---
license: apache-2.0
datasets:
- TIGER-Lab/MMEB-train
language:
- en
metrics:
- precision
base_model:
- Qwen/Qwen2-VL-7B-Instruct
pipeline_tag: sentence-similarity
library_name: transformers
tags:
- Qwen2-VL
- qwen2-vl
- MMEB
---
# SaHa-Qwen2-VL-7B-Instruct
## Model Summary
**SaHa-Qwen2-VL-7B-Instruct** is a state-of-the-art universal multimodal embedding model based on the **Qwen2-VL-7B-Instruct** architecture. This model has been fine-tuned using our innovative Self-aware Hard Negative Sampling (SaHa) strategy, which is designed to efficiently adapt generative Multimodal Large Language Models (MLLMs) for discriminative embedding tasks.

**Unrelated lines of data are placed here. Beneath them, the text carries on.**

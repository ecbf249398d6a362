//! Create screen for a journey template.

use crate::components::AppShell;
use crate::features::journeys::client;
use crate::routes::journeys::form::TemplateForm;
use crate::routes::paths;
use journey_forms::{JourneyKind, TemplateDraft, TemplatePayload};
use leptos::prelude::*;
use leptos_router::hooks::use_navigate;

#[component]
pub fn JourneyCreatePage() -> impl IntoView {
    let navigate = use_navigate();
    let (error, set_error) = signal::<Option<String>>(None);

    let create_action = Action::new_local(move |payload: &TemplatePayload| {
        let payload = payload.clone();
        async move { client::create_template(&payload).await }
    });

    Effect::new(move |_| {
        if let Some(result) = create_action.value().get() {
            match result {
                Ok(_) => navigate(paths::JOURNEYS, Default::default()),
                Err(err) => set_error.set(Some(err.to_string())),
            }
        }
    });

    view! {
        <AppShell>
            <div class="space-y-6 max-w-4xl">
                <div class="space-y-1">
                    <h1 class="text-2xl font-semibold text-gray-900 dark:text-white">
                        "New journey template"
                    </h1>
                    <p class="text-sm text-gray-500 dark:text-gray-400">
                        "Define the core details and ordered steps for this journey."
                    </p>
                </div>
                <TemplateForm
                    initial=TemplateDraft::blank(JourneyKind::Onboarding)
                    submit_label="Create template"
                    busy=create_action.pending()
                    error=error
                    on_submit=Callback::new(move |payload| {
                        create_action.dispatch(payload);
                    })
                />
            </div>
        </AppShell>
    }
}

Our approach leverages a hierarchical embedding prompt to unlock the powerful zero-shot capabilities of MLLMs and then fine-tunes the model with SaHa to achieve superior performance on universal multimodal retrieval benchmarks. This model significantly reduces the computational costs associated with traditional contrastive pre-training while delivering state-of-the-art results.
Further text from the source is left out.